## Dataset extract
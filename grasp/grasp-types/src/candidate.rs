//! Grasp hypotheses and evaluated candidates.

use std::fmt;

use nalgebra::Isometry3;
use serde::{Deserialize, Serialize};

use crate::trajectory::PathSegments;

/// Identifier of a grasp candidate: its original index in the filter
/// input list.
///
/// The id is preserved across every filtering stage, so ordering and
/// tie-breaking stay deterministic no matter which worker evaluated the
/// candidate or in which order survivors were merged.
#[derive(
    Debug, Clone, Copy, PartialEq, Eq, PartialOrd, Ord, Hash, Serialize, Deserialize,
)]
pub struct CandidateId(usize);

impl CandidateId {
    /// Create an id from the candidate's original input index.
    #[must_use]
    pub const fn new(index: usize) -> Self {
        Self(index)
    }

    /// The original input index.
    #[must_use]
    pub const fn index(self) -> usize {
        self.0
    }
}

impl fmt::Display for CandidateId {
    fn fmt(&self, f: &mut fmt::Formatter<'_>) -> fmt::Result {
        write!(f, "candidate#{}", self.0)
    }
}

/// One grasp hypothesis: the end-effector pose to grasp at, plus the
/// standoff pose to approach from.
#[derive(Debug, Clone, PartialEq, Serialize, Deserialize)]
pub struct GraspPoseSet {
    /// Target end-effector pose at the moment of grasping.
    pub grasp: Isometry3<f64>,
    /// Pregrasp (standoff) pose the approach starts from.
    pub pregrasp: Isometry3<f64>,
}

impl GraspPoseSet {
    /// Create a pose set from a grasp pose and its pregrasp pose.
    #[must_use]
    pub const fn new(grasp: Isometry3<f64>, pregrasp: Isometry3<f64>) -> Self {
        Self { grasp, pregrasp }
    }
}

/// One solved arm posture: joint positions in group order.
#[derive(Debug, Clone, PartialEq, Serialize, Deserialize)]
pub struct JointConfiguration {
    /// Joint positions, in the kinematic group's joint order.
    pub positions: Vec<f64>,
}

impl JointConfiguration {
    /// Create a configuration from raw joint positions.
    #[must_use]
    pub const fn new(positions: Vec<f64>) -> Self {
        Self { positions }
    }

    /// Number of joints in this configuration.
    #[must_use]
    pub fn dof(&self) -> usize {
        self.positions.len()
    }

    /// Whether the configuration holds no joints at all.
    #[must_use]
    pub fn is_empty(&self) -> bool {
        self.positions.is_empty()
    }
}

/// A fully evaluated grasp hypothesis that passed IK feasibility.
///
/// Candidates are constructed whole by the feasibility filter: the grasp
/// IK solution is always present, and the pregrasp solution is present
/// exactly when pregrasp filtering was requested and succeeded. A
/// candidate is never mutated after insertion into the filter's result
/// set; path segments are attached downstream via
/// [`with_segments`](Self::with_segments), which produces a new value.
#[derive(Debug, Clone, PartialEq, Serialize, Deserialize)]
pub struct GraspCandidate {
    /// Original input index, preserved across all filtering stages.
    pub id: CandidateId,
    /// Target end-effector pose at the moment of grasping.
    pub grasp_pose: Isometry3<f64>,
    /// Pregrasp (standoff) pose the approach starts from.
    pub pregrasp_pose: Isometry3<f64>,
    /// IK solution for the grasp pose. Always present.
    pub grasp_solution: JointConfiguration,
    /// IK solution for the pregrasp pose, when pregrasp filtering was
    /// requested.
    pub pregrasp_solution: Option<JointConfiguration>,
    /// Precomputed approach/lift/retreat segments, produced by trajectory
    /// generation downstream of the filter.
    pub segments: Option<PathSegments>,
}

impl GraspCandidate {
    /// Construct a candidate from a pose set and its IK solutions.
    ///
    /// Called by the feasibility filter once *all* required solves have
    /// succeeded, so a candidate observable by anyone is always fully
    /// populated.
    #[must_use]
    pub fn new(
        id: CandidateId,
        poses: &GraspPoseSet,
        grasp_solution: JointConfiguration,
        pregrasp_solution: Option<JointConfiguration>,
    ) -> Self {
        Self {
            id,
            grasp_pose: poses.grasp,
            pregrasp_pose: poses.pregrasp,
            grasp_solution,
            pregrasp_solution,
            segments: None,
        }
    }

    /// Attach precomputed cartesian path segments.
    #[must_use]
    pub fn with_segments(mut self, segments: PathSegments) -> Self {
        self.segments = Some(segments);
        self
    }
}
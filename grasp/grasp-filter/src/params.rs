//! Parameters for grasp feasibility filtering.

use std::time::Duration;

use crate::error::{FilterError, FilterResult};

/// Default worker count for the parallel IK filter.
pub const DEFAULT_WORKER_COUNT: usize = 4;

/// Default hard bound on one IK query.
pub const DEFAULT_SOLVE_TIMEOUT: Duration = Duration::from_millis(50);

/// Parameters for the grasp feasibility filter.
///
/// # Example
///
/// ```
/// use std::time::Duration;
/// use grasp_filter::FilterParams;
///
/// let params = FilterParams::default()
///     .worker_count(8)
///     .filter_pregrasp(true)
///     .solve_timeout(Duration::from_millis(20));
///
/// assert_eq!(params.worker_count, 8);
/// assert!(params.filter_pregrasp);
/// ```
#[derive(Debug, Clone)]
pub struct FilterParams {
    /// Also require the pregrasp pose to be IK-feasible. When set, a
    /// candidate survives only if *both* solves succeed.
    pub filter_pregrasp: bool,

    /// Number of parallel workers. The filter never spawns more workers
    /// than there are candidates.
    pub worker_count: usize,

    /// Solver restarts per IK query.
    pub ik_attempts: usize,

    /// Hard bound on a single IK query, not on the whole partition. A
    /// timed-out solve counts as a failed solve.
    pub solve_timeout: Duration,

    /// Log the offending contact pairs when a candidate fails the
    /// collision pass.
    pub verbose_collisions: bool,
}

impl Default for FilterParams {
    fn default() -> Self {
        Self {
            filter_pregrasp: false,
            worker_count: DEFAULT_WORKER_COUNT,
            ik_attempts: 1,
            solve_timeout: DEFAULT_SOLVE_TIMEOUT,
            verbose_collisions: false,
        }
    }
}

impl FilterParams {
    /// Set whether pregrasp poses are also filtered.
    #[must_use]
    pub const fn filter_pregrasp(mut self, enabled: bool) -> Self {
        self.filter_pregrasp = enabled;
        self
    }

    /// Set the parallel worker count.
    #[must_use]
    pub const fn worker_count(mut self, count: usize) -> Self {
        self.worker_count = count;
        self
    }

    /// Set the solver restarts per IK query.
    #[must_use]
    pub const fn ik_attempts(mut self, attempts: usize) -> Self {
        self.ik_attempts = attempts;
        self
    }

    /// Set the per-query solve timeout.
    #[must_use]
    pub const fn solve_timeout(mut self, timeout: Duration) -> Self {
        self.solve_timeout = timeout;
        self
    }

    /// Set collision diagnostics verbosity.
    #[must_use]
    pub const fn verbose_collisions(mut self, enabled: bool) -> Self {
        self.verbose_collisions = enabled;
        self
    }

    /// Validate the parameters.
    ///
    /// # Errors
    ///
    /// [`FilterError::InvalidParams`] if the worker count or attempt
    /// count is zero, or the timeout is zero.
    pub fn validate(&self) -> FilterResult<()> {
        if self.worker_count == 0 {
            return Err(FilterError::invalid_params("worker_count must be at least 1"));
        }
        if self.ik_attempts == 0 {
            return Err(FilterError::invalid_params("ik_attempts must be at least 1"));
        }
        if self.solve_timeout.is_zero() {
            return Err(FilterError::invalid_params("solve_timeout must be non-zero"));
        }
        Ok(())
    }
}
//! Property-based tests for the range partitioner.
//!
//! The feasibility filter's correctness rests on `split_ranges` covering
//! every input index exactly once with near-equal contiguous ranges.

use grasp_filter::split_ranges;
use proptest::prelude::*;

proptest! {
    /// Every index in 0..len lands in exactly one range.
    #[test]
    fn ranges_cover_input_exactly_once(len in 0usize..500, workers in 1usize..16) {
        let ranges = split_ranges(len, workers);
        prop_assert_eq!(ranges.len(), workers);

        let mut covered = vec![0usize; len];
        for range in &ranges {
            for index in range.clone() {
                covered[index] += 1;
            }
        }
        prop_assert!(covered.iter().all(|&count| count == 1));
    }

    /// Ranges are contiguous and ordered: each starts where the
    /// previous ended.
    #[test]
    fn ranges_are_contiguous(len in 0usize..500, workers in 1usize..16) {
        let ranges = split_ranges(len, workers);
        let mut expected_start = 0;
        for range in &ranges {
            prop_assert_eq!(range.start, expected_start);
            prop_assert!(range.end >= range.start);
            expected_start = range.end;
        }
        prop_assert_eq!(expected_start, len);
    }

    /// Range sizes differ by at most one, larger ranges first.
    #[test]
    fn ranges_are_balanced(len in 0usize..500, workers in 1usize..16) {
        let ranges = split_ranges(len, workers);
        let sizes: Vec<usize> = ranges.iter().map(|range| range.len()).collect();

        let max = sizes.iter().copied().max().unwrap_or(0);
        let min = sizes.iter().copied().min().unwrap_or(0);
        prop_assert!(max - min <= 1);

        // Remainder goes to the first ranges, so sizes never increase.
        prop_assert!(sizes.windows(2).all(|pair| pair[0] >= pair[1]));
    }
}
//! Parallel IK feasibility filtering.
//!
//! This module reduces a candidate pose list to the kinematically
//! reachable subset by running IK across a fixed worker count. The
//! input is split into contiguous index ranges, as equal as possible,
//! remainder to the first ranges. Each worker gets one range and one
//! exclusive [`SolverHandle`]; it evaluates its range in input order,
//! keeps local survivors, and merges them into the shared output under
//! one short-lived lock. The lock is never held while solving, so
//! contention is negligible next to solve cost.
//!
//! # Ordering
//!
//! Output order is merge order: whichever worker locks first appends
//! first, which varies across runs. The surviving *set* is
//! deterministic for a deterministic solver; sort by
//! [`CandidateId`](grasp_types::CandidateId) when order matters.

use std::ops::Range;
use std::sync::{Mutex, PoisonError};
use std::thread;

use grasp_types::{CandidateId, GraspCandidate, GraspPoseSet};
use tracing::{debug, info, trace};

use crate::error::FilterResult;
use crate::params::FilterParams;
use crate::pool::{SolverHandle, SolverPool};

/// Split `len` items into `workers` contiguous ranges, as equal as
/// possible, with the remainder distributed to the first ranges.
///
/// Every index in `0..len` lands in exactly one range, and range sizes
/// differ by at most one.
#[must_use]
pub fn split_ranges(len: usize, workers: usize) -> Vec<Range<usize>> {
    if workers == 0 {
        return Vec::new();
    }
    let base = len / workers;
    let remainder = len % workers;

    let mut ranges = Vec::with_capacity(workers);
    let mut start = 0;
    for worker in 0..workers {
        let extra = usize::from(worker < remainder);
        let end = start + base + extra;
        ranges.push(start..end);
        start = end;
    }
    ranges
}

/// Filter `poses` down to the IK-feasible subset.
///
/// Spawns `min(params.worker_count, poses.len())` workers, each holding
/// one exclusive solver handle for `group`, and joins them all before
/// returning (barrier semantics, no early cancellation). A failed or
/// timed-out solve excludes the candidate silently; when
/// `params.filter_pregrasp` is set, both the grasp and the pregrasp
/// solve must succeed.
///
/// An empty result is not an error. Output order is non-deterministic
/// across runs; see the module docs.
///
/// # Errors
///
/// [`FilterError::InvalidParams`](crate::FilterError::InvalidParams) on
/// invalid parameters, [`FilterError::UnknownGroup`](crate::FilterError::UnknownGroup)
/// or [`FilterError::InsufficientCapacity`](crate::FilterError::InsufficientCapacity)
/// from the pool.
pub fn filter_grasps(
    pool: &mut SolverPool,
    poses: &[GraspPoseSet],
    group: &str,
    params: &FilterParams,
) -> FilterResult<Vec<GraspCandidate>> {
    params.validate()?;
    if poses.is_empty() {
        return Ok(Vec::new());
    }

    // No point spawning more workers than candidates.
    let worker_count = params.worker_count.min(poses.len());
    let ranges = split_ranges(poses.len(), worker_count);
    let handles = pool.partition(group, worker_count)?;

    debug!(
        candidates = poses.len(),
        workers = worker_count,
        group,
        filter_pregrasp = params.filter_pregrasp,
        "starting feasibility filter"
    );

    let survivors: Mutex<Vec<GraspCandidate>> = Mutex::new(Vec::with_capacity(poses.len()));

    thread::scope(|scope| {
        for (handle, range) in handles.into_iter().zip(ranges) {
            let survivors = &survivors;
            scope.spawn(move || {
                let local = evaluate_range(handle, poses, range, params);
                let mut shared = survivors
                    .lock()
                    .unwrap_or_else(PoisonError::into_inner);
                shared.extend(local);
            });
        }
    });

    let survivors = survivors
        .into_inner()
        .unwrap_or_else(PoisonError::into_inner);

    info!(
        candidates = poses.len(),
        feasible = survivors.len(),
        group,
        "feasibility filter complete"
    );
    Ok(survivors)
}

/// Evaluate one worker's index range against its private solver.
///
/// Candidates are constructed only after every required solve succeeds,
/// so no partially populated candidate ever leaves this function.
fn evaluate_range(
    handle: &mut SolverHandle,
    poses: &[GraspPoseSet],
    range: Range<usize>,
    params: &FilterParams,
) -> Vec<GraspCandidate> {
    let worker = handle.id();
    let mut local = Vec::new();

    for index in range.clone() {
        let pose_set = &poses[index];

        let Some(grasp_solution) =
            handle.solve_ik(&pose_set.grasp, params.ik_attempts, params.solve_timeout)
        else {
            trace!(worker, candidate = index, "grasp pose infeasible");
            continue;
        };

        let pregrasp_solution = if params.filter_pregrasp {
            match handle.solve_ik(&pose_set.pregrasp, params.ik_attempts, params.solve_timeout) {
                Some(solution) => Some(solution),
                None => {
                    trace!(worker, candidate = index, "pregrasp pose infeasible");
                    continue;
                }
            }
        } else {
            None
        };

        local.push(GraspCandidate::new(
            CandidateId::new(index),
            pose_set,
            grasp_solution,
            pregrasp_solution,
        ));
    }

    debug!(
        worker,
        range_start = range.start,
        range_end = range.end,
        kept = local.len(),
        "worker finished range"
    );
    local
}
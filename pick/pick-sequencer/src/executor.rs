//! The trajectory execution interface.

use grasp_types::Trajectory;

use crate::error::MotionError;

/// Executes planned trajectories against the hardware controllers.
///
/// Controller protocols, execution monitoring, and recovery behaviors
/// live outside this workspace. The one rule at this boundary: failures
/// are reported with their cause, never silently swallowed - a step
/// that commanded a motion must learn whether the motion happened.
pub trait MotionExecutor {
    /// Execute one trajectory to completion.
    ///
    /// # Errors
    ///
    /// [`MotionError`] describing where and why execution stopped.
    fn execute(&mut self, trajectory: &Trajectory) -> Result<(), MotionError>;
}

## Task description
Where does the word "GraspPoseSet" occur in the data? Copy every line that has it.

## Reply
pub struct GraspPoseSet {
impl GraspPoseSet {
        poses: &GraspPoseSet,
use grasp_types::{CandidateId, GraspCandidate, GraspPoseSet};
    poses: &[GraspPoseSet],
    poses: &[GraspPoseSet],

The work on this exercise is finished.